WAVES of sadness
Loss leaves vestiges of grief that we can learn to cope with
Weeks after my oldest daughter was born, I went on a stroller walk with her around our neighborhood. My mother had died seven years before and my father three years before. So her birth had left me on an emotional high after many years of grieving. At one point on our walk, I heard “honks” of a goose loudly overhead.
My dad loved to hunt geese as much for the ritual of explaining and participating in it with other people. The goose sound I heard immediately conjured an image of him. And I suddenly burst into tears as a familiar sadness filled my body.
What I experienced, experts say, is a grief trigger.
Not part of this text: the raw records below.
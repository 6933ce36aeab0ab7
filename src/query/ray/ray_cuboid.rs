use na::Unit;

use crate::math::{Real, Vector};
use crate::query::{Ray, RayIntersection};
use crate::shape::FeatureId;

bitflags::bitflags! {
    /// Location of a point relative to the six face planes of an axis-aligned box.
    ///
    /// A bit is set if the point is strictly outside of the corresponding face plane. A point
    /// with an empty outcode is inside of the box.
    #[derive(Copy, Clone, Debug, PartialEq, Eq, Hash, Default)]
    pub struct Outcode: u8 {
        /// Outside of the `+x` face.
        const POS_X = 1 << 0;
        /// Outside of the `+y` face.
        const POS_Y = 1 << 1;
        /// Outside of the `+z` face.
        const POS_Z = 1 << 2;
        /// Outside of the `-x` face.
        const NEG_X = 1 << 3;
        /// Outside of the `-y` face.
        const NEG_Y = 1 << 4;
        /// Outside of the `-z` face.
        const NEG_Z = 1 << 5;
    }
}

impl Outcode {
    /// Computes the outcode of `pt` relative to the box centered at the origin with the given
    /// half-extents.
    pub fn new(pt: &Vector<Real>, half_extents: &Vector<Real>) -> Self {
        let mut result = Outcode::empty();

        for i in 0..3 {
            if pt[i] > half_extents[i] {
                result |= Outcode::from_bits_retain(1 << i);
            } else if pt[i] < -half_extents[i] {
                result |= Outcode::from_bits_retain(1 << (i + 3));
            }
        }

        result
    }

    /// The faces of the box this outcode refers to, identified as in [`FeatureId::Face`] for
    /// cuboids.
    fn faces(self) -> impl Iterator<Item = usize> {
        (0..6).filter(move |i| self.bits() & (1 << i) != 0)
    }
}

/// Computes the intersection between a ray and the box centered at the origin with the given
/// half-extents, both expressed in the local-space of the box.
///
/// The outcodes of the ray origin and end point are computed first: if both lie strictly
/// outside of the same face plane, the ray misses. If the origin is inside of the box, the
/// ray hits at `λ = 0` with a normal opposite to the ray direction. Otherwise the parameter
/// at which the ray enters the box is the largest crossing parameter of the planes the origin
/// is outside of, and the parameter at which it leaves is the smallest crossing parameter of
/// the planes the end point is outside of. The ray hits iff. it enters before it leaves.
///
/// The returned normal is the outward normal of the entered face, and the feature is the
/// corresponding cuboid face.
pub fn ray_cuboid_intersection(
    ray: &Ray,
    half_extents: &Vector<Real>,
) -> Option<RayIntersection> {
    let start = ray.origin.coords;
    let end = ray.end().coords;
    let start_code = Outcode::new(&start, half_extents);
    let end_code = Outcode::new(&end, half_extents);

    if start_code.intersects(end_code) {
        return None;
    }

    if start_code.is_empty() {
        return Some(RayIntersection::new(0.0, -ray.dir, FeatureId::Unknown));
    }

    let crossing = |face: usize| {
        let axis = face % 3;
        let plane = if face < 3 {
            half_extents[axis]
        } else {
            -half_extents[axis]
        };

        // The shared-bit test above guarantees the denominator isn't zero.
        (plane - start[axis]) / (end[axis] - start[axis])
    };

    let mut lambda_enter = 0.0;
    let mut enter_face = 0;

    for face in start_code.faces() {
        let lambda = crossing(face);

        if lambda > lambda_enter {
            lambda_enter = lambda;
            enter_face = face;
        }
    }

    let lambda_exit = end_code.faces().map(crossing).fold(1.0, Real::min);

    if lambda_enter > lambda_exit {
        return None;
    }

    let mut normal = Vector::zeros();
    normal[enter_face % 3] = if enter_face < 3 { 1.0 } else { -1.0 };

    Some(RayIntersection::new(
        lambda_enter,
        Unit::new_unchecked(normal),
        FeatureId::Face(enter_face as u32),
    ))
}
/// An identifier of a feature (vertex, edge, or face) of a shape.
///
/// This identifier is shape-dependent. For triangles, vertices and edges are numbered in the
/// order `a, b, c` and `ab, bc, ca`. For cuboids, face `i < 3` is the face with outward normal
/// `+axis(i)` and face `i >= 3` the face with outward normal `-axis(i - 3)`.
#[cfg_attr(feature = "serde", derive(Serialize, Deserialize))]
#[derive(Copy, Clone, Debug, Default, Hash, PartialEq, Eq)]
pub enum FeatureId {
    /// Shape-dependent identifier of a vertex.
    Vertex(u32),
    /// Shape-dependent identifier of an edge.
    Edge(u32),
    /// Shape-dependent identifier of a face.
    Face(u32),
    /// Unknown identifier.
    #[default]
    Unknown,
}

impl FeatureId {
    /// Retrieves the value of the identifier if `self` is a vertex.
    pub fn vertex(self) -> Option<u32> {
        match self {
            FeatureId::Vertex(id) => Some(id),
            _ => None,
        }
    }

    /// Retrieves the value of the identifier if `self` is an edge.
    pub fn edge(self) -> Option<u32> {
        match self {
            FeatureId::Edge(id) => Some(id),
            _ => None,
        }
    }

    /// Retrieves the value of the identifier if `self` is a face.
    pub fn face(self) -> Option<u32> {
        match self {
            FeatureId::Face(id) => Some(id),
            _ => None,
        }
    }
}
Well after the intense grief of an immediate loss has faded, and you think you’ve moved on, something happens out of the blue to revive it.
“A lot of people use the metaphor of waves of grief. Just when you think you are getting back on your feet, you are knocked over by a wave that you didn’t see coming,” says Camille Wortman, professor emeritus at Stony Brook University and an expert on grief and bereavement. “I think that’s a good metaphor.”
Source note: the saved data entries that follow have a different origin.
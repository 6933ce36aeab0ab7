//! Definition of the triangle shape.

use crate::math::{Isometry, Point, Real, Vector};
use crate::shape::{Segment, SupportMap};

use na::{self, ComplexField, Unit};

/// A triangle shape.
#[cfg_attr(feature = "serde", derive(Serialize, Deserialize))]
#[repr(C)]
#[derive(PartialEq, Debug, Copy, Clone)]
pub struct Triangle {
    /// The triangle first point.
    pub a: Point<Real>,
    /// The triangle second point.
    pub b: Point<Real>,
    /// The triangle third point.
    pub c: Point<Real>,
}

impl Triangle {
    /// Creates a triangle from three points.
    #[inline]
    pub fn new(a: Point<Real>, b: Point<Real>, c: Point<Real>) -> Triangle {
        Triangle { a, b, c }
    }

    /// The three vertices of this triangle.
    #[inline]
    pub fn vertices(&self) -> [Point<Real>; 3] {
        [self.a, self.b, self.c]
    }

    /// The normal of this triangle assuming it is oriented ccw.
    ///
    /// The normal points such that it is collinear to `AB × AC` (where `×` denotes the cross
    /// product). Returns `None` if the triangle is degenerate relative to the length of its
    /// edges.
    #[inline]
    pub fn normal(&self) -> Option<Unit<Vector<Real>>> {
        let ab = self.b - self.a;
        let ac = self.c - self.a;
        let sq_len = ab.norm_squared().max(ac.norm_squared());
        Unit::try_new(ab.cross(&ac), crate::math::DEFAULT_EPSILON * sq_len)
    }

    /// A vector normal of this triangle.
    ///
    /// The vector points such that it is collinear to `AB × AC` (where `×` denotes the cross
    /// product).
    #[inline]
    pub fn scaled_normal(&self) -> Vector<Real> {
        let ab = self.b - self.a;
        let ac = self.c - self.a;
        ab.cross(&ac)
    }

    /// The three edges of this triangle: [AB, BC, CA].
    #[inline]
    pub fn edges(&self) -> [Segment; 3] {
        [
            Segment::new(self.a, self.b),
            Segment::new(self.b, self.c),
            Segment::new(self.c, self.a),
        ]
    }

    /// The three edges scaled directions of this triangle: [B - A, C - B, A - C].
    #[inline]
    pub fn edges_scaled_directions(&self) -> [Vector<Real>; 3] {
        [self.b - self.a, self.c - self.b, self.a - self.c]
    }

    /// Returns a new triangle with vertices scaled component-wise by `scale`, then transformed
    /// by `m`.
    #[inline]
    pub fn scaled_and_transformed(&self, scale: &Vector<Real>, m: &Isometry<Real>) -> Self {
        let s = |p: &Point<Real>| m * Point::from(p.coords.component_mul(scale));
        Triangle::new(s(&self.a), s(&self.b), s(&self.c))
    }

    /// The area of this triangle.
    #[inline]
    pub fn area(&self) -> Real {
        // Kahan's formula.
        let mut sides = [
            na::distance(&self.a, &self.b),
            na::distance(&self.b, &self.c),
            na::distance(&self.c, &self.a),
        ];
        sides.sort_by(|x, y| y.total_cmp(x));
        let [a, b, c] = sides;

        let sqr = (a + (b + c)) * (c - (a - b)) * (c + (a - b)) * (a + (b - c));

        // We take the max(0.0) because it can be slightly negative
        // because of numerical errors due to almost-degenerate triangles.
        ComplexField::sqrt(sqr.max(0.0)) * 0.25
    }

    /// The geometric center of this triangle.
    #[inline]
    pub fn center(&self) -> Point<Real> {
        Point::from((self.a.coords + self.b.coords + self.c.coords) / 3.0)
    }

    /// The barycentric coordinates of the orthogonal projection of `pt` onto the plane of this
    /// triangle.
    ///
    /// Returns `None` if the triangle is degenerate.
    pub fn barycentric_coordinates(&self, pt: &Point<Real>) -> Option<[Real; 3]> {
        let n = self.scaled_normal();
        let sq_n = n.norm_squared();

        if sq_n == 0.0 {
            return None;
        }

        let u = n.dot(&(self.b - pt).cross(&(self.c - pt))) / sq_n;
        let v = n.dot(&(self.c - pt).cross(&(self.a - pt))) / sq_n;
        Some([u, v, 1.0 - u - v])
    }

    /// The point of this triangle closest to `pt`.
    pub fn project_local_point(&self, pt: &Point<Real>) -> Point<Real> {
        // Voronoi region walk, see Ericson, "Real-Time Collision Detection", 5.1.5.
        let ab = self.b - self.a;
        let ac = self.c - self.a;
        let ap = pt - self.a;

        let d1 = ab.dot(&ap);
        let d2 = ac.dot(&ap);
        if d1 <= 0.0 && d2 <= 0.0 {
            return self.a;
        }

        let bp = pt - self.b;
        let d3 = ab.dot(&bp);
        let d4 = ac.dot(&bp);
        if d3 >= 0.0 && d4 <= d3 {
            return self.b;
        }

        let vc = d1 * d4 - d3 * d2;
        if vc <= 0.0 && d1 >= 0.0 && d3 <= 0.0 {
            let v = d1 / (d1 - d3);
            return self.a + ab * v;
        }

        let cp = pt - self.c;
        let d5 = ab.dot(&cp);
        let d6 = ac.dot(&cp);
        if d6 >= 0.0 && d5 <= d6 {
            return self.c;
        }

        let vb = d5 * d2 - d1 * d6;
        if vb <= 0.0 && d2 >= 0.0 && d6 <= 0.0 {
            let w = d2 / (d2 - d6);
            return self.a + ac * w;
        }

        let va = d3 * d6 - d5 * d4;
        if va <= 0.0 && (d4 - d3) >= 0.0 && (d5 - d6) >= 0.0 {
            let w = (d4 - d3) / ((d4 - d3) + (d5 - d6));
            return self.b + (self.c - self.b) * w;
        }

        let denom = va + vb + vc;
        if denom == 0.0 {
            // Degenerate triangle: fall back to the closest edge.
            return self
                .edges()
                .iter()
                .map(|e| e.point_at(e.project_local_point_parameter(pt)))
                .min_by(|p1, p2| {
                    na::distance_squared(p1, pt).total_cmp(&na::distance_squared(p2, pt))
                })
                .unwrap_or(self.a);
        }

        let v = vb / denom;
        let w = vc / denom;
        self.a + ab * v + ac * w
    }

    /// The distance between `pt` and this triangle.
    pub fn distance_to_local_point(&self, pt: &Point<Real>) -> Real {
        na::distance(&self.project_local_point(pt), pt)
    }
}

impl SupportMap for Triangle {
    #[inline]
    fn local_support_point(&self, dir: &Vector<Real>) -> Point<Real> {
        let d1 = self.a.coords.dot(dir);
        let d2 = self.b.coords.dot(dir);
        let d3 = self.c.coords.dot(dir);

        if d1 > d2 {
            if d1 > d3 {
                self.a
            } else {
                self.c
            }
        } else if d2 > d3 {
            self.b
        } else {
            self.c
        }
    }

    #[inline]
    fn local_inner_point(&self) -> Point<Real> {
        self.center()
    }
}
Many people who have experienced loss will have experience with grief triggers, but research about them is limited. A recent study noted there had been only a handful of research papers on the phenomenon in the past two decades — despite how significant such triggers are in the “grief recovery trajectory.”
Recently, experts have started to use the term grief “activator,” rather than “trigger.” There’s “the realization that for a lot of folks, hearing words that are associated with how their person died can also be activating. And so, every time we use the word trigger, it can call to mind ideas of homicide and gun violence, anything that involves a trigger,” says Jana DeCristofaro, a grief support group facilitator at the Dougy Center, a Portland, Oregon-based nonprofit group that supports grieving children and young adults.
Some grief activators are more predictable than others, like the ones tied to calendar dates, such as holidays, anniversaries and birthdays, and events such as a birth, graduation, wedding or retirement, Wortman said.
Others are tied to our senses, such as hearing a song on the radio that reminds you of the person you lost or eating a food that reminds you of them or seeing someone who looks like them, said Sarah Kroenke, co-founder of the Grief Club of Minnesota.
“What activates grief is the awareness of the loss. It’s something that brings to mind the loss,” says M. Katherine Shear, professor of psychiatry at Columbia University.
Annie Sperling’s husband, Adam, died of a virulent type of brain tumor in 2020. Her grief is often activated on special milestone celebrations, but also by movies, food and sporting events her husband loved.
“There are times where I’ve been driving in the car and all of a sudden a song comes on the radio that reminds me of Adam, and I’ll break down in tears,” Sperling says.
In my case, after hearing the call of those geese, I spent the next several days missing my dad, feeling sad even as I was a happy new mom. Sperling notes that her activators can evoke a “multitude of emotions, including happiness, sadness, anger, disbelief and doubt.”
Grief triggers are hard to avoid, but Wortman and other experts said there are things that bereaved people can do to try to manage these moments.
Create a plan in advance for the predictable dates that trigger sadness. The plan should be realistic and simple, Kroenke says. “Have a moment of silence, light a candle, so that day doesn’t come and go and you feel like we didn’t do anything to acknowledge that person, but also that it doesn’t feel too overwhelming with the anticipation of those holidays coming up,” she says.
DeCristofaro suggests building up your capacity to deal with these difficult time periods by establishing a tool kit of activities or resources you can turn to when a grief activator occurs. Kroenke and DeCristofaro both suggest having a person that you can call for support, journaling and taking a deep breath. Therapy, support groups, music, exercise, and meditation can also help.
Experts emphasize the importance of self-compassion when a grief activator occurs. When we give ourselves permission to have our emotions, then sometimes grief activators don’t feel so scary or overwhelming, DeCristofaro says.
All the experts say it’s important to remember that grief activators are a part of the grieving process. “In the clinical world of providing grief support, (they are) not viewed as a step backward, but rather just a natural and normal part of the grieving process,” Kroenke says. But, if unmanageable, experts advise bereaved individuals to speak to a grief therapist to process any potential unresolved issues.
DeCristofaro suggests trying to shift from viewing grief activators as a negative experience to an opportunity to feel connected to the person that we lost, despite the feelings that it may evoke.
Grief activators remind us “of the reality that the people in our life who have died meant something to us. They played a meaningful role in our lives and that they continue to play a meaningful role in our life even if they are not here in their physical form,” DeCristofaro says.